Saturday, October 12, 2013

USB 3.0 chip controller boost PC performance up to 50%


Silicon Motion Technology last week announced it has begun shipping USB drive manufacturers samples of a new USB 3.0 controller chip for flash drives that could boost their performance by up to 50 percent.

The company said the new SM3267 integrated controller is expected to deliver up to 160 megabyte-per-second read times and 60 megabyte-per-second write speeds through a single channel; that would be a 30 percent to 50 percent performance improvement over today's USB 3.0 flash drive technology.

Even though the USB 3.0 specification has the capability to support 4.8Gbps throughput speeds, the speed of a USB 3.0-enabled flash drive is dictated by the speed of the accessing flash devices in the drive. Today, most consumer-USB 3.0 flash drives support about 100MB/s read speeds.

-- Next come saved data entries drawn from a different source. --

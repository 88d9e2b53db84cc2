#![no_std]
// LabWired - Firmware Simulation Platform
// Copyright (C) 2026 Andrii Shylenko
//
// This software is released under the MIT License.
// See the LICENSE file in the project root for full license information.

#![no_main]

mod hal1;

use core::fmt::Write;
use cortex_m_rt::entry;
use embedded_hal_02::spi::MODE_0;
use panic_halt as _;
use rfenable_radio::nrf24::{ListenConfig, Nrf24Radio};
use rfenable_radio::{PinOutput, Receiver, StateWidth, BAUD};
use stm32f1xx_hal::{
    pac,
    prelude::*,
    serial::{Config, Serial},
    spi::Spi,
};

// Wiring (Blue Pill):
//   SPI1  SCK PA5, MISO PA6, MOSI PA7
//   CSN   PA4
//   CE    PB0
//   EN    PB10
//   USART1 TX PA9, RX PA10
#[entry]
fn main() -> ! {
    let dp = pac::Peripherals::take().unwrap();
    let cp = cortex_m::Peripherals::take().unwrap();

    let mut flash = dp.FLASH.constrain();
    let rcc = dp.RCC.constrain();
    let clocks = rcc
        .cfgr
        .use_hse(8.MHz())
        .sysclk(72.MHz())
        .pclk1(36.MHz())
        .freeze(&mut flash.acr);

    let mut afio = dp.AFIO.constrain();
    let mut gpioa = dp.GPIOA.split();
    let mut gpiob = dp.GPIOB.split();

    // Configured as output without a write: the line idles low.
    let enable = gpiob.pb10.into_push_pull_output(&mut gpiob.crh);

    let tx_pin = gpioa.pa9.into_alternate_push_pull(&mut gpioa.crh);
    let rx_pin = gpioa.pa10;
    let serial = Serial::new(
        dp.USART1,
        (tx_pin, rx_pin),
        &mut afio.mapr,
        Config::default().baudrate(BAUD.bps()),
        &clocks,
    );
    let (mut log, _rx) = serial.split();

    let sck = gpioa.pa5.into_alternate_push_pull(&mut gpioa.crl);
    let miso = gpioa.pa6;
    let mosi = gpioa.pa7.into_alternate_push_pull(&mut gpioa.crl);
    let spi = Spi::spi1(
        dp.SPI1,
        (sck, miso, mosi),
        &mut afio.mapr,
        MODE_0,
        1.MHz(),
        clocks,
    );
    let csn = gpioa.pa4.into_push_pull_output(&mut gpioa.crl);
    let ce = gpiob.pb0.into_push_pull_output(&mut gpiob.crl);

    let delay = hal1::Delay(cp.SYST.delay(&clocks));
    let mut radio = Nrf24Radio::new(
        hal1::Pin(ce),
        hal1::Device::new(spi, csn),
        delay,
        StateWidth::I16,
    );

    // No recovery: report and keep polling, the loop stays silent until the
    // chip answers.
    if let Err(e) = radio.listen(&ListenConfig::default()) {
        let _ = write!(log, "radio: {:?}\r\n", e);
    }

    Receiver::new(radio, PinOutput(hal1::Pin(enable)), log).run()
}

"We are pleased to announce that SM3267 has received design-ins from most of our current USB controller customers, including many top-tier OEMs, and we expect SM3267-based USB 3.0 flash drives will be commercially available starting in the fourth quarter of 2013," Wallace Kou, CEO of Silicon Motion, said in a statement.

The new integrated chip will also be able to run at lower voltages, from 5 volts to 1.2 volts, enabling a 25 percent to 30 percent lower USB flash drive device temperature compared with other USB 3.0 flash controller products in the market, Silicon Motion said.



The new IC will support the vast majority of NAND flash technology, including new triple-level cell (TLC), multilevel cell (MLC), high speed Toggle, and ONFI DDR NAND manufactured by Samsung, Toshiba, SanDisk, SK Hynix, Micron and Intel.

The new chip has already passed both USB-IF compliance testing and WHCK (Windows Hardware Certification Kit) tests for Windows 7 and Windows 8.

The new IC is available in a Chip-on-Board (COB) and in a 48-pin QFN green package.